Mortgage credit availability increased by 2.2% in April as mortgage lenders fight for borrowers in an increasingly competitive market.

The Mortgage Bankers Association said Tuesday that the Mortgage Credit Availability Index (MCAI) — which uses 100 as a benchmark — increased to 128.1 last month. A decline in the MCAI suggests that lending standards are tightening while a higher number suggests loosening credit standards.

The MCAI on conventional loans increased 4.8%, while MCAI on government loans increased by 0.1%. Of the two component indices of the conventional MCAI, the jumbo MCAI increased by 6.9%, and the conforming MCAI rose by 12.6%, the MBA said.

“Credit availability rose in April, fueled by a 5% increase in conventional mortgage credit, as well as an expansion in agency programs for ARMs and high-balance loans. The conforming and jumbo loan indices jumped 7% and 13%, respectively. The uptick in credit supply comes as the housing market and economy continue to strengthen,” said Joel Kan, the MBA’s associate vice president of economic and industry forecasting. “One trend that has developed in recent months is the rising demand for ARMs, driven by higher rates for fixed mortgages and faster home-price appreciation.” 

Following the Consumer Finance Protection Bureau’s retiring of the Appendix Q patch, some of the biggest wholesale mortgage lenders have introduced or loosened terms on their prime jumbo products. Rocket Mortgage and United Wholesale Mortgage have rolled out jumbo products that go up to $2 million amounts and can be used for primary homes and investment properties.

Publicly traded mortgage lenders have variously reported declining gain-on-sale margins over the first and second quarters, largely due to competitive pricing and an uptick in interest rates. The purchase market is as buoyant as ever — Redfin is forecasting $2.5 trillion in purchase mortgages to be originated in 2021.

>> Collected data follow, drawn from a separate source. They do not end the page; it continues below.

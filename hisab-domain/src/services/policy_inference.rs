use fxhash::FxHashMap;
use rust_decimal::{Decimal, RoundingStrategy};

use crate::model::{Expense, Money};

/// Evenly distributed percentage defaults for a member list.
///
/// The first n-1 members get a one-decimal base percentage; the last member
/// absorbs the rest so the total is exactly 100.
pub fn suggest_equal_percentages<'a>(members: &[&'a str]) -> FxHashMap<&'a str, Decimal> {
    let Some((&last, rest)) = members.split_last() else {
        return FxHashMap::default();
    };
    let base = Decimal::new(1000 / members.len() as i64, 1);
    let mut suggestions = FxHashMap::default();
    let mut total = Decimal::ZERO;
    for &member in rest {
        suggestions.insert(member, base);
        total += base;
    }
    suggestions.insert(last, Decimal::ONE_HUNDRED - total);
    suggestions
}

/// Recovers percentage parameters from a stored expense's shares, for
/// pre-filling an edit of a percentage split. The last member's percentage
/// is the residual to 100, so the recovered set always totals exactly 100.
/// Empty when the amount is not positive.
pub fn infer_percentages<'a>(expense: &Expense<'a>) -> FxHashMap<&'a str, Decimal> {
    if expense.amount().amount() <= 0 {
        return FxHashMap::default();
    }
    let Some((&last, rest)) = expense.included_members().split_last() else {
        return FxHashMap::default();
    };
    let amount = expense.amount().as_decimal();
    let mut percentages = FxHashMap::default();
    let mut total = Decimal::ZERO;
    for &member in rest {
        let share = share_of(expense, member);
        let pct = round_one_decimal(share.as_decimal() / amount * Decimal::ONE_HUNDRED);
        percentages.insert(member, pct);
        total += pct;
    }
    percentages.insert(last, Decimal::ONE_HUNDRED - total);
    percentages
}

/// Recovers proportional weights from a stored expense's shares: each share
/// relative to the smallest positive one, at one-decimal precision. All
/// weights are zero when no share is positive.
pub fn infer_share_weights<'a>(expense: &Expense<'a>) -> FxHashMap<&'a str, Decimal> {
    let smallest = expense
        .shares()
        .values()
        .copied()
        .filter(|share| share.amount() > 0)
        .min();
    expense
        .included_members()
        .iter()
        .map(|&member| {
            let weight = match smallest {
                Some(smallest) => {
                    round_one_decimal(share_of(expense, member).as_decimal() / smallest.as_decimal())
                }
                None => Decimal::ZERO,
            };
            (member, weight)
        })
        .collect()
}

fn share_of<'a>(expense: &Expense<'a>, member: &'a str) -> Money {
    expense
        .shares()
        .get(member)
        .copied()
        .unwrap_or(Money::zero())
}

fn round_one_decimal(value: Decimal) -> Decimal {
    value.round_dp_with_strategy(1, RoundingStrategy::MidpointAwayFromZero)
}
/// Balance of each person (positive: is owed, negative: owes)
/// The unit is an integer minor unit (e.g., paise)
#[derive(Debug, Clone, Copy, PartialEq, Eq)]
pub struct PersonBalance<'a> {
    pub name: &'a str,
    pub balance: i64,
}

#[derive(Debug, Clone, Copy, PartialEq, Eq)]
pub struct Payment<'a> {
    pub from: &'a str,
    pub to: &'a str,
    pub amount: i64,
}
use hisab_settlement::{PersonBalance, SettlementError, construct_transfers};
use thiserror::Error;

use crate::model::{MemberBalances, Money, Settlement, Transfer};

/// Balance tables fed to the solver must net to exactly zero. A violation
/// signals an upstream accounting bug, not a user error, and is surfaced
/// instead of being silently truncated.
#[derive(Clone, Copy, Debug, Error, PartialEq, Eq)]
pub enum SettlementInconsistency {
    #[error("balances must net to zero (found {0})")]
    ImbalancedTotal(Money),
}

/// Transfer-construction service over a member balance table.
pub struct SettlementSolver;

impl SettlementSolver {
    /// Reduces `balances` to an ordered list of transfers that drives every
    /// member to zero. Returns [`Settlement::settled`] when nothing is
    /// outstanding.
    pub fn settle<'a>(
        &self,
        balances: &MemberBalances<'a>,
    ) -> Result<Settlement<'a>, SettlementInconsistency> {
        // MemberBalances is a BTreeMap keyed by member name, so the solver
        // sees members in name order; equal amounts tie-break on that order.
        let people: Vec<PersonBalance<'a>> = balances
            .iter()
            .map(|(&member, balance)| PersonBalance {
                name: member,
                balance: balance.amount(),
            })
            .collect();

        tracing::debug!(
            member_count = people.len(),
            "transfer construction started"
        );

        let payments = construct_transfers(people).map_err(|err| match err {
            SettlementError::ImbalancedTotal(total) => {
                let residual = Money::from_i64(total);
                tracing::error!(
                    reject_reason = "input_imbalance",
                    member_count = balances.len(),
                    residual = %residual,
                    "transfer construction rejected due to input imbalance"
                );
                SettlementInconsistency::ImbalancedTotal(residual)
            }
        })?;

        if payments.is_empty() {
            return Ok(Settlement::settled());
        }

        let transfers = payments
            .into_iter()
            .map(|payment| Transfer {
                from: payment.from,
                to: payment.to,
                amount: Money::from_i64(payment.amount),
            })
            .collect();

        Ok(Settlement { transfers })
    }
}

#[cfg(test)]
mod tests {
    use super::*;
    use rstest::{fixture, rstest};

    #[fixture]
    fn solver() -> SettlementSolver {
        SettlementSolver
    }

    fn balances<'a>(entries: &[(&'a str, i64)]) -> MemberBalances<'a> {
        entries
            .iter()
            .map(|&(member, units)| (member, Money::from_i64(units)))
            .collect()
    }

    #[rstest]
    #[case::two_members(
        &[("Asha", 5000), ("Bina", -5000)],
        &[("Bina", "Asha", 5000)]
    )]
    #[case::one_creditor_two_debtors(
        &[("Asha", 8000), ("Bina", -5000), ("Chand", -3000)],
        &[("Bina", "Asha", 5000), ("Chand", "Asha", 3000)]
    )]
    #[case::equal_amounts_follow_member_order(
        &[("Ann", 50), ("Ben", 50), ("Cal", -100)],
        &[("Cal", "Ann", 50), ("Cal", "Ben", 50)]
    )]
    #[case::zero_balance_member_is_skipped(
        &[("Asha", 5000), ("Bina", -5000), ("Chand", 0)],
        &[("Bina", "Asha", 5000)]
    )]
    fn settle_cases(
        solver: SettlementSolver,
        #[case] entries: &[(&'static str, i64)],
        #[case] expected: &[(&'static str, &'static str, i64)],
    ) {
        let settlement = solver
            .settle(&balances(entries))
            .expect("expected settlement");

        let expected: Vec<Transfer<'_>> = expected
            .iter()
            .map(|&(from, to, units)| Transfer {
                from,
                to,
                amount: Money::from_i64(units),
            })
            .collect();
        assert_eq!(settlement.transfers, expected);
    }

    #[rstest]
    fn settled_balances_yield_explicit_settled_result(solver: SettlementSolver) {
        let settlement = solver
            .settle(&balances(&[("Asha", 0), ("Bina", 0)]))
            .expect("expected settlement");

        assert!(settlement.is_settled());
        assert_eq!(settlement, Settlement::settled());
    }

    #[rstest]
    fn empty_balance_table_is_already_settled(solver: SettlementSolver) {
        let settlement = solver
            .settle(&MemberBalances::new())
            .expect("expected settlement");

        assert!(settlement.is_settled());
    }

    #[rstest]
    fn imbalanced_table_is_rejected(solver: SettlementSolver) {
        let result = solver.settle(&balances(&[("Asha", 5000), ("Bina", -4000)]));

        assert_eq!(
            result,
            Err(SettlementInconsistency::ImbalancedTotal(Money::from_i64(
                1000
            )))
        );
    }

    #[rstest]
    fn transfer_count_stays_below_member_count(solver: SettlementSolver) {
        let table = balances(&[
            ("Asha", 7000),
            ("Bina", -2000),
            ("Chand", -1000),
            ("Dev", -4000),
        ]);
        let settlement = solver.settle(&table).expect("expected settlement");

        assert!(settlement.transfers.len() <= table.len() - 1);
    }
}
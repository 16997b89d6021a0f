use rust_decimal::{Decimal, RoundingStrategy, prelude::ToPrimitive};
use thiserror::Error;

use crate::model::{Money, ShareMap, SplitPolicy};

/// Reasons a split cannot be computed.
///
/// All of these are recovered at the call boundary with corrected input;
/// the calculator never falls back to a different policy.
#[derive(Clone, Debug, Error, PartialEq, Eq)]
pub enum AllocationError<'a> {
    #[error("included members must not be empty")]
    NoParticipants,
    #[error("amount must be positive (found {0})")]
    NonPositiveAmount(Money),
    #[error("percentages must total 100 (found {total})")]
    PercentageTotal { total: Decimal },
    #[error("total weight must be positive (found {total})")]
    WeightTotal { total: Decimal },
    #[error("percentage for {member} must not be negative")]
    NegativePercentage { member: &'a str },
    #[error("weight for {member} must not be negative")]
    NegativeWeight { member: &'a str },
    #[error("computed share does not fit the money range")]
    ShareOutOfRange,
    #[error("share map keys must match the included members")]
    ShareKeysMismatch,
    #[error("shares must reconstitute the amount (expected {expected}, found {actual})")]
    ShareSumMismatch { expected: Money, actual: Money },
}

/// Expense division service.
pub struct SplitCalculator;

impl SplitCalculator {
    /// Divides `amount` among `included_members` under `policy`.
    ///
    /// Each of the first n-1 members (in input order) receives their share
    /// rounded to the minor unit; the last member receives whatever
    /// reconstitutes the amount exactly. The last-member residual is the
    /// fixed remainder rule: the same members in the same order always
    /// produce the same map, and the shares always sum to `amount`.
    pub fn split<'a>(
        &self,
        amount: Money,
        included_members: &[&'a str],
        policy: &SplitPolicy<'a>,
    ) -> Result<ShareMap<'a>, AllocationError<'a>> {
        if included_members.is_empty() {
            return Err(AllocationError::NoParticipants);
        }
        if amount.amount() <= 0 {
            return Err(AllocationError::NonPositiveAmount(amount));
        }

        let amount_units = Decimal::from(amount.amount());
        match policy {
            SplitPolicy::Equal => {
                let quota = amount_units / Decimal::from(included_members.len() as i64);
                assign(amount, included_members, |_| quota)
            }
            SplitPolicy::Percentage(percentages) => {
                let mut total = Decimal::ZERO;
                for &member in included_members {
                    let pct = percentages.get(member).copied().unwrap_or_default();
                    if pct < Decimal::ZERO {
                        return Err(AllocationError::NegativePercentage { member });
                    }
                    total += pct;
                }
                if (total - Decimal::ONE_HUNDRED).abs() > Decimal::new(1, 3) {
                    return Err(AllocationError::PercentageTotal { total });
                }
                assign(amount, included_members, |member| {
                    let pct = percentages.get(member).copied().unwrap_or_default();
                    amount_units * (pct / Decimal::ONE_HUNDRED)
                })
            }
            SplitPolicy::Shares(weights) => {
                let mut total = Decimal::ZERO;
                for &member in included_members {
                    let weight = weights.get(member).copied().unwrap_or_default();
                    if weight < Decimal::ZERO {
                        return Err(AllocationError::NegativeWeight { member });
                    }
                    total += weight;
                }
                if total <= Decimal::ZERO {
                    return Err(AllocationError::WeightTotal { total });
                }
                assign(amount, included_members, |member| {
                    let weight = weights.get(member).copied().unwrap_or_default();
                    amount_units * (weight / total)
                })
            }
        }
    }
}

fn assign<'a>(
    amount: Money,
    included_members: &[&'a str],
    share_of: impl Fn(&'a str) -> Decimal,
) -> Result<ShareMap<'a>, AllocationError<'a>> {
    let Some((&last, rest)) = included_members.split_last() else {
        return Err(AllocationError::NoParticipants);
    };
    let mut shares = ShareMap::new();
    let mut assigned = Money::zero();
    for &member in rest {
        let share = round_to_minor(share_of(member))?;
        assigned += share;
        shares.insert(member, share);
    }
    shares.insert(last, amount - assigned);
    Ok(shares)
}

fn round_to_minor<'a>(value: Decimal) -> Result<Money, AllocationError<'a>> {
    value
        .round_dp_with_strategy(0, RoundingStrategy::MidpointAwayFromZero)
        .to_i64()
        .map(Money::from_i64)
        .ok_or(AllocationError::ShareOutOfRange)
}
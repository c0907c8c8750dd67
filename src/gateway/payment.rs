use crate::{AccountId, GatewayError};
use tracing::info;

/// Charges an account for a ticket purchase
///
/// Implementations either take the whole payment or return an error; the
/// caller never sees a partial charge.
pub trait TicketPaymentService: Send + Sync {
    fn make_payment(&self, account_id: AccountId, total_amount: u32) -> Result<(), GatewayError>;
}

/// Default payment provider
///
/// Accepts every charge. Swap in a real provider behind the same trait.
#[derive(Debug, Clone, Default)]
pub struct ThirdPartyPaymentGateway;

impl TicketPaymentService for ThirdPartyPaymentGateway {
    fn make_payment(&self, account_id: AccountId, total_amount: u32) -> Result<(), GatewayError> {
        info!(%account_id, total_amount, "Payment taken");
        Ok(())
    }
}
//! API Module
//!
//! JSON-RPC endpoint that lets clients submit ticket purchases over HTTP.

mod server;
pub use server::{Server, router};
//! Ticket Service Module
//!
//! Entry point for a purchase. Validates the order, prices it, then calls the
//! payment and seat reservation gateways in that order.

mod ticket_service;


pub use ticket_service::TicketService;
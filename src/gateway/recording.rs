//! Test doubles that remember every call they receive

use super::{SeatReservationService, TicketPaymentService};
use crate::{AccountId, GatewayError};
use std::sync::{Arc, Mutex};

/// Call log shared between both fakes so tests can assert on ordering
pub type CallLog = Arc<Mutex<Vec<GatewayCall>>>;

#[derive(Debug, Clone, PartialEq, Eq)]
pub enum GatewayCall {
    Payment { account_id: u64, amount: u32 },
    Reservation { account_id: u64, seats: u32 },
}

pub struct RecordingPayment {
    pub calls: CallLog,
    pub fail_with: Option<String>,
}

impl TicketPaymentService for RecordingPayment {
    fn make_payment(&self, account_id: AccountId, total_amount: u32) -> Result<(), GatewayError> {
        self.calls.lock().unwrap().push(GatewayCall::Payment {
            account_id: account_id.get(),
            amount: total_amount,
        });
        match &self.fail_with {
            Some(reason) => Err(GatewayError::new("payment", reason.clone())),
            None => Ok(()),
        }
    }
}

pub struct RecordingReservation {
    pub calls: CallLog,
    pub fail_with: Option<String>,
}

impl SeatReservationService for RecordingReservation {
    fn reserve_seat(&self, account_id: AccountId, total_seats: u32) -> Result<(), GatewayError> {
        self.calls.lock().unwrap().push(GatewayCall::Reservation {
            account_id: account_id.get(),
            seats: total_seats,
        });
        match &self.fail_with {
            Some(reason) => Err(GatewayError::new("seat reservation", reason.clone())),
            None => Ok(()),
        }
    }
}
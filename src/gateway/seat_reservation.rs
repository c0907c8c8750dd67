use crate::{AccountId, GatewayError};
use tracing::info;

/// Reserves seats for an account
pub trait SeatReservationService: Send + Sync {
    fn reserve_seat(&self, account_id: AccountId, total_seats: u32) -> Result<(), GatewayError>;
}

/// Default seat booking provider; accepts every reservation
#[derive(Debug, Clone, Default)]
pub struct ThirdPartySeatReservation;

impl SeatReservationService for ThirdPartySeatReservation {
    fn reserve_seat(&self, account_id: AccountId, total_seats: u32) -> Result<(), GatewayError> {
        info!(%account_id, total_seats, "Seats reserved");
        Ok(())
    }
}
use crate::{TicketType, TicketTypeRequest, pricing::PriceTable};

/// Ticket counts per type for one order
///
/// Requests of the same type are summed, so `[ADULT 2, ADULT 3]` counts as
/// five adults. Sums saturate instead of wrapping; a saturated tally always
/// fails the ticket cap.
#[derive(Debug, Clone, Copy, Default, PartialEq, Eq)]
pub struct TicketTally {
    pub adults: u32,
    pub children: u32,
    pub infants: u32,
}

impl TicketTally {
    pub fn from_requests(requests: &[TicketTypeRequest]) -> Self {
        requests.iter().fold(Self::default(), |mut tally, request| {
            let slot = match request.ticket_type() {
                TicketType::Adult => &mut tally.adults,
                TicketType::Child => &mut tally.children,
                TicketType::Infant => &mut tally.infants,
            };
            *slot = slot.saturating_add(request.count());
            tally
        })
    }

    pub fn count(&self, ticket_type: TicketType) -> u32 {
        match ticket_type {
            TicketType::Adult => self.adults,
            TicketType::Child => self.children,
            TicketType::Infant => self.infants,
        }
    }

    pub fn total_tickets(&self) -> u32 {
        self.adults
            .saturating_add(self.children)
            .saturating_add(self.infants)
    }

    /// Seats to reserve; infants are not given one
    pub fn seats(&self) -> u32 {
        TicketType::ALL
            .iter()
            .filter(|t| t.occupies_seat())
            .fold(0u32, |acc, t| acc.saturating_add(self.count(*t)))
    }

    pub fn total_amount(&self, prices: &PriceTable) -> u32 {
        TicketType::ALL.iter().fold(0u32, |acc, t| {
            acc.saturating_add(self.count(*t).saturating_mul(prices.price_of(*t)))
        })
    }
}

Recent data from the National Association of Home Builders and Wells Fargo Housing Market Index revealed that first-time home buyers accounted for almost half (43%) of the new home market in 2021, up from 32% in 2018.

According to the index, roughly two-thirds of the homebuilders surveyed reported that more than 20% of their homes were sold to first-time homebuyers while 27% of builders said more than half of their sales were to first-timers.

In recent months, several depository banks that tightened lending standards during the pandemic have indicated that they have or will soon loosen underwriting requirements to capture the rise in purchase business in the non-conforming space.

Though overall mortgage credit availability is increasing, it hasn’t yet caught up to the pre-pandemic levels, Kan said. Over 2 million loans are still in forbearance.